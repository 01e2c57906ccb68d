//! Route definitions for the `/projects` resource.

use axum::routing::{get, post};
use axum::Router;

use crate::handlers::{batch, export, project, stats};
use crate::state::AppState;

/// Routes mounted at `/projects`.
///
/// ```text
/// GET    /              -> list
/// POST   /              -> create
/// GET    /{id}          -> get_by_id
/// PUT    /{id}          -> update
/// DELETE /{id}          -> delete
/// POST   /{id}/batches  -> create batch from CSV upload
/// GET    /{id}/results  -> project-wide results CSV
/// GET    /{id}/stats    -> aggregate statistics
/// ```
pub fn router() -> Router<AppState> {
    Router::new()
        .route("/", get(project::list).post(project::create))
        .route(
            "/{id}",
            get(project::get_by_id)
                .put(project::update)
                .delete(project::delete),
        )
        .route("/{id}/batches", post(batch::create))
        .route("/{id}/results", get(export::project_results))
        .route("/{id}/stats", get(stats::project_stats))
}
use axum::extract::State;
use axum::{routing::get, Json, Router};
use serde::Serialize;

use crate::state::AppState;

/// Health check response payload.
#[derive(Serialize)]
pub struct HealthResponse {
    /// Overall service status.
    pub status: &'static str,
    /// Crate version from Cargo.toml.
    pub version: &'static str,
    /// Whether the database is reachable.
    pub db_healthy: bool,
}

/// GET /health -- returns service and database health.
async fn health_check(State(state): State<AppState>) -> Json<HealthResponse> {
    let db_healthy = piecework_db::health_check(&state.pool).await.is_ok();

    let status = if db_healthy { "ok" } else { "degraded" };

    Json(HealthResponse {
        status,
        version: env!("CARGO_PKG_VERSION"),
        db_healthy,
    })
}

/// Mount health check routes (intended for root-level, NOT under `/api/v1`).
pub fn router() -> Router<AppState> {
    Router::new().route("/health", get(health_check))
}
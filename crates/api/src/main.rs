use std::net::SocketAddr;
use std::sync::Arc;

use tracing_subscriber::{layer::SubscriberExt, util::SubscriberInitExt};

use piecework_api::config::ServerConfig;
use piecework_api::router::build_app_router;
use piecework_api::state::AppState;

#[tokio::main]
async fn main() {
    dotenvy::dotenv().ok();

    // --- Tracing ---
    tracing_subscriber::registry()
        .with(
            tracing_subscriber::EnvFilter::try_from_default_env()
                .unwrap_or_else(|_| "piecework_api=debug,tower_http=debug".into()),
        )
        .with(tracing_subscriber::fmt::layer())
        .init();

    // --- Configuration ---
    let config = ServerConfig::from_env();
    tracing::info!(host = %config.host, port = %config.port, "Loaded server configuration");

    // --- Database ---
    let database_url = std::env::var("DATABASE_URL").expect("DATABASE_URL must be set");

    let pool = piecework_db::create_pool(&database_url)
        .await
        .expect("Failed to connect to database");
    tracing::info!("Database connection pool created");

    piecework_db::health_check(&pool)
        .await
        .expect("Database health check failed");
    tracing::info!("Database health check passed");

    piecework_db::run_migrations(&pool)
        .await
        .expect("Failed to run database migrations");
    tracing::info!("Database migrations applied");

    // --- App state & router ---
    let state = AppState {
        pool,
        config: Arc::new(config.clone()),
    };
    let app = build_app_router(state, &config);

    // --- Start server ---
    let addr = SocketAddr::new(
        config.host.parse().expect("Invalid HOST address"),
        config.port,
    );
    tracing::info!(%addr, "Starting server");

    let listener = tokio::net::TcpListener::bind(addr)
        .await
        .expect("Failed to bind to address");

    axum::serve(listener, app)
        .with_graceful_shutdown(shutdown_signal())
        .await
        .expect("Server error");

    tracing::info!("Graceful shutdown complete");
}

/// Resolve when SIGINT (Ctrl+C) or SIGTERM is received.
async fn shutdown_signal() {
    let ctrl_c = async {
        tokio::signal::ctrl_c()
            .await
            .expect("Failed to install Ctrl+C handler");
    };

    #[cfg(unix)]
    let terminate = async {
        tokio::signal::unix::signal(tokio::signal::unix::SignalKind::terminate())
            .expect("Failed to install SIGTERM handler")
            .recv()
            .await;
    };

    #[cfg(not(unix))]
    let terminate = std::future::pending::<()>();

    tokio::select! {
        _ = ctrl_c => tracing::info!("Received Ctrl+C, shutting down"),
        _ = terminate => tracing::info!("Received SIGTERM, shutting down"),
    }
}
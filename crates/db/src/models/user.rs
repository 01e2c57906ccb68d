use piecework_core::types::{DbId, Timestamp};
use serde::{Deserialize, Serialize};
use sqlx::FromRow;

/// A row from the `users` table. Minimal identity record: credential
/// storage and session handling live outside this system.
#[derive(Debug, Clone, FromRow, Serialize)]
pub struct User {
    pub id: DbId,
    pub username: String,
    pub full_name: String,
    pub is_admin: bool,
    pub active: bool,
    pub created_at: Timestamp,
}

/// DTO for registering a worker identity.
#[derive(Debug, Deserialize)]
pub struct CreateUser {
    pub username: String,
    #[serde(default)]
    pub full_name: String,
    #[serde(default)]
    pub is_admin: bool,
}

==============================

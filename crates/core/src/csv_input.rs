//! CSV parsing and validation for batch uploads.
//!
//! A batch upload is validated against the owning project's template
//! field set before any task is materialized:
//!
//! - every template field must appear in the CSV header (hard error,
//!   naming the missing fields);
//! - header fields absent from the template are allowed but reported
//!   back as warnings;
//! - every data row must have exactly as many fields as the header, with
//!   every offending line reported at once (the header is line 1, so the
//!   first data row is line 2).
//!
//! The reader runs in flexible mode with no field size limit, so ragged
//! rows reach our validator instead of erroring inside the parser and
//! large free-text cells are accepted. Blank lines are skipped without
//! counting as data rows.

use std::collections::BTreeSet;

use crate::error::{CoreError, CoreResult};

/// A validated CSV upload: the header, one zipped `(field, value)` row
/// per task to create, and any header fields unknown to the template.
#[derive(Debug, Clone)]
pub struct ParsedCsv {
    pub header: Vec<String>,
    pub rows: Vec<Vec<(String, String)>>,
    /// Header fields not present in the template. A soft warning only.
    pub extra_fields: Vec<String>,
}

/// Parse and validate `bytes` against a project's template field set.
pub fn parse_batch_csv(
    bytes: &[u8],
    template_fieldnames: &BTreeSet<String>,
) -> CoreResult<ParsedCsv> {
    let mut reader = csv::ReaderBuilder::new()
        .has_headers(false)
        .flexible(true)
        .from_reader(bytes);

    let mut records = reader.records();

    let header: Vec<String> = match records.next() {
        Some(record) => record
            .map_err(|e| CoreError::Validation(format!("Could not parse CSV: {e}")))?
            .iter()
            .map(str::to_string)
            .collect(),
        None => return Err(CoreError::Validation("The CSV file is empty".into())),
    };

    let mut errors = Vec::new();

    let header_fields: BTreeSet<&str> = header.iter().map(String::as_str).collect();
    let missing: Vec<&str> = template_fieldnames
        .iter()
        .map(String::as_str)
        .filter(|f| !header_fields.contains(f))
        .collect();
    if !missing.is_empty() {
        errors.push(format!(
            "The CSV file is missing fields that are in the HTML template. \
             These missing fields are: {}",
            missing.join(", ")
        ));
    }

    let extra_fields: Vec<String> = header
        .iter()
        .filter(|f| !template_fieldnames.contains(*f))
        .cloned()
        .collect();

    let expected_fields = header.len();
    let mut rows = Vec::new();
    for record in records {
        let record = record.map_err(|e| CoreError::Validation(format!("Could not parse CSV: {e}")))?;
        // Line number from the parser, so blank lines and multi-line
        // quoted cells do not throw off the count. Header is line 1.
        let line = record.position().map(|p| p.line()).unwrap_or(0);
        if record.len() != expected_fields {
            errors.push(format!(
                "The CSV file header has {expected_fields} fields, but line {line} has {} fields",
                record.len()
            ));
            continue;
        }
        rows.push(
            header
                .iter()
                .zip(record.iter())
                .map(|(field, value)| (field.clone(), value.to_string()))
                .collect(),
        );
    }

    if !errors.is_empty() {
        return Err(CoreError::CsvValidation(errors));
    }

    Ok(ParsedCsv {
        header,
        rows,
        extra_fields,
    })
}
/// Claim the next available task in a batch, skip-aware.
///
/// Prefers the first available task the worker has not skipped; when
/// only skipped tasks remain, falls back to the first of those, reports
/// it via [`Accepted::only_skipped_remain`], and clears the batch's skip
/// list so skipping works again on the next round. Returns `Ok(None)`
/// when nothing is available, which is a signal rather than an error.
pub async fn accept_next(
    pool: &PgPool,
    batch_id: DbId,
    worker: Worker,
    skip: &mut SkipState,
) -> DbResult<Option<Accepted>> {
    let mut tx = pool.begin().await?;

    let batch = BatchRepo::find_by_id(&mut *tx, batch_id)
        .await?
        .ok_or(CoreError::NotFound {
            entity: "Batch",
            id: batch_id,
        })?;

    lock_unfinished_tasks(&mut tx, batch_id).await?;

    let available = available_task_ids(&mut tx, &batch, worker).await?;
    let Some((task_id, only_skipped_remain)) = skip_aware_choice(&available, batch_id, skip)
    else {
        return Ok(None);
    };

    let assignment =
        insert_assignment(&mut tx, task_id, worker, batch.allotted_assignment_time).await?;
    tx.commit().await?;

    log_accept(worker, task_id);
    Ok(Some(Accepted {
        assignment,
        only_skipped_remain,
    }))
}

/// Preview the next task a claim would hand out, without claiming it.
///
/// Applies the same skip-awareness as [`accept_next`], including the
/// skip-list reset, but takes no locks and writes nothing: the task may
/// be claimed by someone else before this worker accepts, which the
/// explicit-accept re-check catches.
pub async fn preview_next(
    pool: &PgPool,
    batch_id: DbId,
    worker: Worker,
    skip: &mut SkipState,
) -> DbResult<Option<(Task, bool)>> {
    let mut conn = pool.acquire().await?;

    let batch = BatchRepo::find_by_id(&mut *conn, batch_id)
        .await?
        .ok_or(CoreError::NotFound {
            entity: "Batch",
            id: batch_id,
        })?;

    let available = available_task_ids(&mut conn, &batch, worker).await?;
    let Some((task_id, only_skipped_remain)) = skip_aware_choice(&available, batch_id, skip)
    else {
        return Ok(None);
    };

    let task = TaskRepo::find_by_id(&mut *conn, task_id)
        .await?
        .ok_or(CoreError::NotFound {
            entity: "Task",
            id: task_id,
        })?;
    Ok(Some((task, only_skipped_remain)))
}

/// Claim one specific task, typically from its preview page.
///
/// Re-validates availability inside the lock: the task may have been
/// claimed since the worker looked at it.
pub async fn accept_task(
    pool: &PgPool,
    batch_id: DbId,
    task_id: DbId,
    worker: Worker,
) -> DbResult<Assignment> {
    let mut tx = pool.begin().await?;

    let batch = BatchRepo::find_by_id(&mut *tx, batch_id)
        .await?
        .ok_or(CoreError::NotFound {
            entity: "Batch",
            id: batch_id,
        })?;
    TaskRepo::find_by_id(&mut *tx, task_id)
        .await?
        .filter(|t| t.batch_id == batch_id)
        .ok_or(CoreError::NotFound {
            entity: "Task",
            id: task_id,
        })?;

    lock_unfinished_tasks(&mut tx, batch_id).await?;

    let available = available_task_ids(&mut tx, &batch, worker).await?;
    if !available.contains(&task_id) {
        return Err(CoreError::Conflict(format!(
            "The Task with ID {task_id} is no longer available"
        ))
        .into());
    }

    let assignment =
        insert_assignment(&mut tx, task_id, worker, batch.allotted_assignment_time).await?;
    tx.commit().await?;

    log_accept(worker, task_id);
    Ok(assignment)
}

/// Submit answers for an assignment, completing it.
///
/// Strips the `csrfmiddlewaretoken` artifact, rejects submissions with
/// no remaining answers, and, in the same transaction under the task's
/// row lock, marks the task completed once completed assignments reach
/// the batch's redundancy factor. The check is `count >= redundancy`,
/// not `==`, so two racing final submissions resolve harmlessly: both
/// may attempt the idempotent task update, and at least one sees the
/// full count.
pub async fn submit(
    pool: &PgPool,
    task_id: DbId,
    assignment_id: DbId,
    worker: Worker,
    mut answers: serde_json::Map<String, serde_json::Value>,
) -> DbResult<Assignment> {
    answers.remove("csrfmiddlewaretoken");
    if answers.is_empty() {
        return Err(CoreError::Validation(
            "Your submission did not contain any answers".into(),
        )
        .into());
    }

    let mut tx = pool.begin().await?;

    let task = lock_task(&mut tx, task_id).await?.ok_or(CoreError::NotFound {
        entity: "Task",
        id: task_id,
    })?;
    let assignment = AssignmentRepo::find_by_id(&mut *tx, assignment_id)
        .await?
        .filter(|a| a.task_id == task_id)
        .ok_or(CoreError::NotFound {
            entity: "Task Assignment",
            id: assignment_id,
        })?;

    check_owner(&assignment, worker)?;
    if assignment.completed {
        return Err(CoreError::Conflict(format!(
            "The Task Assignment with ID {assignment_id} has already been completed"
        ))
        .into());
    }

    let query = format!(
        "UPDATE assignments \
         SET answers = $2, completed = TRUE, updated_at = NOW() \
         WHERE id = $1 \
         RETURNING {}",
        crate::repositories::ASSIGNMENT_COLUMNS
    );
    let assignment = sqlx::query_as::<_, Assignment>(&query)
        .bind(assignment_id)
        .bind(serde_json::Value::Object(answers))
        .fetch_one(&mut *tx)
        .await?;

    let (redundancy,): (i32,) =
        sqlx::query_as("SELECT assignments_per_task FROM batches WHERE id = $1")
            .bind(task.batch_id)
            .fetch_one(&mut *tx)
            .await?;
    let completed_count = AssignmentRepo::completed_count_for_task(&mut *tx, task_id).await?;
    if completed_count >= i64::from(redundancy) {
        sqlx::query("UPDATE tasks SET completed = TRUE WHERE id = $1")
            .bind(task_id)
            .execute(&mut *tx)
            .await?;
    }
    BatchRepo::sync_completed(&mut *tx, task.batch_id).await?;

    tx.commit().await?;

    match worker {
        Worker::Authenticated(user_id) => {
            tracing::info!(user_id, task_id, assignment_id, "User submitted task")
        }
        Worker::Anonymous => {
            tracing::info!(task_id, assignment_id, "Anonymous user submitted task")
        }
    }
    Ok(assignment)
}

==============================

## WORK REQUIRED
Within the listing above, copy each line that has the string "DbResult".

## WRITTEN SOLUTION
) -> DbResult<Option<Accepted>> {
) -> DbResult<Option<(Task, bool)>> {
) -> DbResult<Assignment> {
) -> DbResult<Assignment> {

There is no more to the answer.